The volume of incredible points and momentum swings in that third set beggars belief. The set was so good that it instantly launched a torrent of hyperbolic takes—this was the best match ever, or one of them. It wasn’t, but much of what makes a match great is how it causes the viewers to feel, and this match had its viewers in a vise grip. Diego Schwartzman, who had taken a set off Nadal two rounds earlier, wondered on Twitter if Djokovic and Nadal were playing a different sport than anyone else. Andy Murray tweeted that the clay-court tennis was perfect. Cher tweeted about the match. It’s the closest thing to a cultural moment that I can think of that the quality of a tennis match—not those involved or the stakes of the match—caused in the past 10 years. For the wonderful tennis which caused that, this match gets the 7th spot on my list.
The case against: Similar to the 2011 U.S. Open final, this match had one set so good that it obliterated all reasonable thought and three sets that were fairly ordinary by Djokovic-Nadal standards (though extraordinary for nearly anyone else). The match also has a faint shadow surrounding the fourth set since Nadal really started struggling physically in the final six games, and the fact that he barely played for the rest of 2021 suggests he was significantly compromised towards the end. (Plus, Djokovic lost five straight games to open the match.) Had Nadal been fully fit, it’s easy to imagine that this match could have been one of the very best ever played. As it was, the battle was more than great enough for a spot on this list, but there are enough bad parts to credibly replace it for something else if you’re intent on doing so.

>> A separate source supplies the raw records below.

use std::fs::File;
use std::io::Write;
use std::str::FromStr;

use clap::ArgMatches;

use crate::{
    color::VertexId,
    error::KvcsError,
    params::Params,
    stats::Stats,
};

/** what the executable does once the instance is read */
#[derive(Debug, Clone, Copy, Eq, PartialEq)]
pub enum RunMode {
    /// full k-VCS search
    Search,
    /// reduces the whole vertex set vertex by vertex
    ReductionOnly,
    /// computes the chromatic number with the exact solver
    ExactColoring,
    /// bounds the chromatic number with the heuristic solver
    HeuristicColoring,
}

/** command line input of the executable */
#[derive(Debug, Clone)]
pub struct RunConfig {
    /// instance file name
    pub inst_filename: String,
    /// search parameters
    pub params: Params,
    /// what to run
    pub mode: RunMode,
    /// where to write the solution
    pub sol_file: Option<String>,
    /// where to write the statistics (JSON)
    pub perf_file: Option<String>,
    /// number of -v flags
    pub verbosity: u64,
}

/// parses the value of an option, or returns the default if absent
fn parse_arg<T:FromStr>(main_args:&ArgMatches, name:&'static str, default:T) -> Result<T, KvcsError> {
    match main_args.value_of(name) {
        None => Ok(default),
        Some(s) => s.parse::<T>().map_err(|_| KvcsError::InvalidParameter {
            name,
            reason: format!("unable to parse {:?}", s),
        }),
    }
}

/** reads command line input: instance file name, parameters, run mode, output files */
pub fn read_params(main_args:&ArgMatches) -> Result<RunConfig, KvcsError> {
    let inst_filename = main_args.value_of("instance")
        .ok_or(KvcsError::InvalidParameter { name: "instance", reason: "missing".to_string() })?
        .to_string();
    let d = Params::default();
    let params = Params {
        k:                   parse_arg(main_args, "k", d.k)?,
        time_limit:          parse_arg(main_args, "time", d.time_limit)?,
        heuristic_time:      parse_arg(main_args, "heutime", d.heuristic_time)?,
        exact_time:          parse_arg(main_args, "exacttime", d.exact_time)?,
        clique_time:         parse_arg(main_args, "cliquetime", d.clique_time)?,
        max_iter:            parse_arg(main_args, "iter", d.max_iter)?,
        mu:                  parse_arg(main_args, "mu", d.mu)?,
        nb_trials:           parse_arg(main_args, "R", d.nb_trials)?,
        xi:                  parse_arg(main_args, "xi", d.xi)?,
        imax:                parse_arg(main_args, "imax", d.imax)?,
        construction:        parse_arg(main_args, "consalg", d.construction)?,
        alpha:               parse_arg(main_args, "alpha", d.alpha)?,
        tenure_mult:         parse_arg(main_args, "tenure", d.tenure_mult)?,
        max_nonimpr:         parse_arg(main_args, "imaxits", d.max_nonimpr)?,
        pmin:                parse_arg(main_args, "pmin", d.pmin)?,
        pmax_mult:           parse_arg(main_args, "pmax", d.pmax_mult)?,
        pstep:               parse_arg(main_args, "pstep", d.pstep)?,
        use_exact:           !main_args.is_present("noexact"),
        use_heuristic:       !main_args.is_present("noheu"),
        postprocess:         !main_args.is_present("nopproc"),
        first_phase:         !main_args.is_present("nofstphase"),
        dense_search:        !main_args.is_present("nodensesearch"),
        brooks_pruning:      !main_args.is_present("nobrooks"),
        confirm_criticality: main_args.is_present("confirmcrit"),
        force_confirm:       main_args.is_present("forceconfirm"),
        confirm_time:        parse_arg(main_args, "confirmtime", d.confirm_time)?,
        seed:                parse_arg(main_args, "seed", d.seed)?,
    };
    params.validate()?;
    let mode = if main_args.is_present("justexactcolor") {
        RunMode::ExactColoring
    } else if main_args.is_present("justheuristiccolor") {
        RunMode::HeuristicColoring
    } else if main_args.is_present("justpproc") {
        RunMode::ReductionOnly
    } else {
        RunMode::Search
    };
    Ok(RunConfig {
        inst_filename,
        params,
        mode,
        sol_file: main_args.value_of("solution").map(|s| s.to_string()),
        perf_file: main_args.value_of("perf").map(|s| s.to_string()),
        verbosity: main_args.occurrences_of("verbose"),
    })
}

/// maps the vertices of a preprocessed instance back to the input ones
pub fn remap(vmap:&[VertexId], members:&[VertexId]) -> Vec<VertexId> {
    members.iter().filter_map(|v| vmap.get(*v).cloned()).collect()
}

/// space separated list of vertices
pub fn solution_to_string(solution:&[VertexId]) -> String {
    solution.iter().map(|v| v.to_string()).collect::<Vec<String>>().join(" ")
}

fn create(filename:&str) -> Result<File, KvcsError> {
    File::create(filename).map_err(|source| KvcsError::Io { path: filename.to_string(), source })
}

/// exports the solution (input vertex indices) and the statistics to files
pub fn export_results(
    solution:&[VertexId],
    stats:&Stats,
    perf_file:Option<&str>,
    sol_file:Option<&str>,
) -> Result<(), KvcsError> {
    if let Some(filename) = perf_file {
        let file = create(filename)?;
        serde_json::to_writer(file, stats)
            .map_err(|e| KvcsError::Io { path: filename.to_string(), source: e.into() })?;
    }
    if let Some(filename) = sol_file {
        if !solution.is_empty() {
            let mut file = create(filename)?;
            file.write_all(solution_to_string(solution).as_bytes())
                .map_err(|source| KvcsError::Io { path: filename.to_string(), source })?;
        }
    }
    Ok(())
}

6. 2008 Hamburg semifinal: Nadal d. Djokovic 7-5, 2-6, 6-2
The case for: This match had an energy not a lot of contests do. Nadal was at the peak of his defense, Djokovic was selling out on forehands, and the product was a bundle of manic points. When they play against each other, Djokovic and Nadal’s best attributes have to be at their sharpest. In this match, Nadal’s defense and some of Djokovic’s forehands felt particularly special. The match was streaky and two of the sets were lopsided, but that was because one player or the other was always at the top of their games, not because either of them ever went missing. When a player went on a run, it felt more due to the incredible vigor with which they were playing than any kind of tactical domination.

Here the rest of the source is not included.